*** Supplied records ***

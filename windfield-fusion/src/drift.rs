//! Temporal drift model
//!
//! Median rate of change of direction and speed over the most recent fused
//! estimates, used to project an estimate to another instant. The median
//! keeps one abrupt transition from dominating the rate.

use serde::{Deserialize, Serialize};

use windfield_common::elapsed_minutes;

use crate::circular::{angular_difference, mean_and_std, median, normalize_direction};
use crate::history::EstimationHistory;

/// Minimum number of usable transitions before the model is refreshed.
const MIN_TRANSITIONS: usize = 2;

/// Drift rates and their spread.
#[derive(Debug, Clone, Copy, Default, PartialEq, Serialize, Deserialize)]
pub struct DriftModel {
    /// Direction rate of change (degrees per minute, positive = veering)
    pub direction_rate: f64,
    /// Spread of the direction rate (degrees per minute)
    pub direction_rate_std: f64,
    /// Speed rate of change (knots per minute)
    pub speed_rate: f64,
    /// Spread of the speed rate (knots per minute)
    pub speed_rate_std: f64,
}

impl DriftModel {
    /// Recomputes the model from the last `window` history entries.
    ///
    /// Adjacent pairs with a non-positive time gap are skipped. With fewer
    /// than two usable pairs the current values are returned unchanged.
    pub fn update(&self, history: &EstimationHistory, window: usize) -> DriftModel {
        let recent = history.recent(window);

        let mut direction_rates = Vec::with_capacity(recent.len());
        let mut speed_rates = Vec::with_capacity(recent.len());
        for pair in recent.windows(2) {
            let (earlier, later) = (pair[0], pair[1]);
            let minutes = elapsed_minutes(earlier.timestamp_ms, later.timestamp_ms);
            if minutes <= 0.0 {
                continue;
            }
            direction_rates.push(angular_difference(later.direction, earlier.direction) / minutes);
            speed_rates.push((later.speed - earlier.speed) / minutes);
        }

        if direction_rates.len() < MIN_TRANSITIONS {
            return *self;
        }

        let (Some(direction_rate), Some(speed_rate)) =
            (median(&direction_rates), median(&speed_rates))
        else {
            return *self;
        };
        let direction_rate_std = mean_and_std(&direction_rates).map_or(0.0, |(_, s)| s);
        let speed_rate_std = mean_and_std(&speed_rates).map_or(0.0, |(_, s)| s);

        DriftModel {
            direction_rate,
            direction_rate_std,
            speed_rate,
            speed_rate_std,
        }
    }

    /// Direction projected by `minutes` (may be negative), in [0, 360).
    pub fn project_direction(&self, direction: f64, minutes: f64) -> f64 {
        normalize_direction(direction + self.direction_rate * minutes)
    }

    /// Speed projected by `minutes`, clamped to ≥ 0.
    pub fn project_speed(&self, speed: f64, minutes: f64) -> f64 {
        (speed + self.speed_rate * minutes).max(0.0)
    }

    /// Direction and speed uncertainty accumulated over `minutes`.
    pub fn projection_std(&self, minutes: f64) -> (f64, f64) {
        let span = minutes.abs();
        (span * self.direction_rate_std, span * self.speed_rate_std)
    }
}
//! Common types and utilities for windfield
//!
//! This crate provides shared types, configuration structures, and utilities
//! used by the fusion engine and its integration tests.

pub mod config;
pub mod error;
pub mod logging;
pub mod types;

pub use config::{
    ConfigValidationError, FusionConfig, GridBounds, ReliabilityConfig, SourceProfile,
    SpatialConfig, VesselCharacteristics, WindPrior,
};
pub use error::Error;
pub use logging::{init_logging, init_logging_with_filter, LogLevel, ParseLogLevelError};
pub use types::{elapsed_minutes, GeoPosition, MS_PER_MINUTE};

*** End of Supplied records ***

**Task to carry out**
Print each record again. Nothing may be left out.

**Answer to this exercise**
filename windfield-fusion/src/drift.rs
//! Temporal drift model
//!
//! Median rate of change of direction and speed over the most recent fused
//! estimates, used to project an estimate to another instant. The median
//! keeps one abrupt transition from dominating the rate.

use serde::{Deserialize, Serialize};

use windfield_common::elapsed_minutes;

use crate::circular::{angular_difference, mean_and_std, median, normalize_direction};
use crate::history::EstimationHistory;

/// Minimum number of usable transitions before the model is refreshed.
const MIN_TRANSITIONS: usize = 2;

/// Drift rates and their spread.
#[derive(Debug, Clone, Copy, Default, PartialEq, Serialize, Deserialize)]
pub struct DriftModel {
    /// Direction rate of change (degrees per minute, positive = veering)
    pub direction_rate: f64,
    /// Spread of the direction rate (degrees per minute)
    pub direction_rate_std: f64,
    /// Speed rate of change (knots per minute)
    pub speed_rate: f64,
    /// Spread of the speed rate (knots per minute)
    pub speed_rate_std: f64,
}

impl DriftModel {
    /// Recomputes the model from the last `window` history entries.
    ///
    /// Adjacent pairs with a non-positive time gap are skipped. With fewer
    /// than two usable pairs the current values are returned unchanged.
    pub fn update(&self, history: &EstimationHistory, window: usize) -> DriftModel {
        let recent = history.recent(window);

        let mut direction_rates = Vec::with_capacity(recent.len());
        let mut speed_rates = Vec::with_capacity(recent.len());
        for pair in recent.windows(2) {
            let (earlier, later) = (pair[0], pair[1]);
            let minutes = elapsed_minutes(earlier.timestamp_ms, later.timestamp_ms);
            if minutes <= 0.0 {
                continue;
            }
            direction_rates.push(angular_difference(later.direction, earlier.direction) / minutes);
            speed_rates.push((later.speed - earlier.speed) / minutes);
        }

        if direction_rates.len() < MIN_TRANSITIONS {
            return *self;
        }

        let (Some(direction_rate), Some(speed_rate)) =
            (median(&direction_rates), median(&speed_rates))
        else {
            return *self;
        };
        let direction_rate_std = mean_and_std(&direction_rates).map_or(0.0, |(_, s)| s);
        let speed_rate_std = mean_and_std(&speed_rates).map_or(0.0, |(_, s)| s);

        DriftModel {
            direction_rate,
            direction_rate_std,
            speed_rate,
            speed_rate_std,
        }
    }

    /// Direction projected by `minutes` (may be negative), in [0, 360).
    pub fn project_direction(&self, direction: f64, minutes: f64) -> f64 {
        normalize_direction(direction + self.direction_rate * minutes)
    }

    /// Speed projected by `minutes`, clamped to ≥ 0.
    pub fn project_speed(&self, speed: f64, minutes: f64) -> f64 {
        (speed + self.speed_rate * minutes).max(0.0)
    }

    /// Direction and speed uncertainty accumulated over `minutes`.
    pub fn projection_std(&self, minutes: f64) -> (f64, f64) {
        let span = minutes.abs();
        (span * self.direction_rate_std, span * self.speed_rate_std)
    }
}
//! Common types and utilities for windfield
//!
//! This crate provides shared types, configuration structures, and utilities
//! used by the fusion engine and its integration tests.

pub mod config;
pub mod error;
pub mod logging;
pub mod types;

pub use config::{
    ConfigValidationError, FusionConfig, GridBounds, ReliabilityConfig, SourceProfile,
    SpatialConfig, VesselCharacteristics, WindPrior,
};
pub use error::Error;
pub use logging::{init_logging, init_logging_with_filter, LogLevel, ParseLogLevelError};
pub use types::{elapsed_minutes, GeoPosition, MS_PER_MINUTE};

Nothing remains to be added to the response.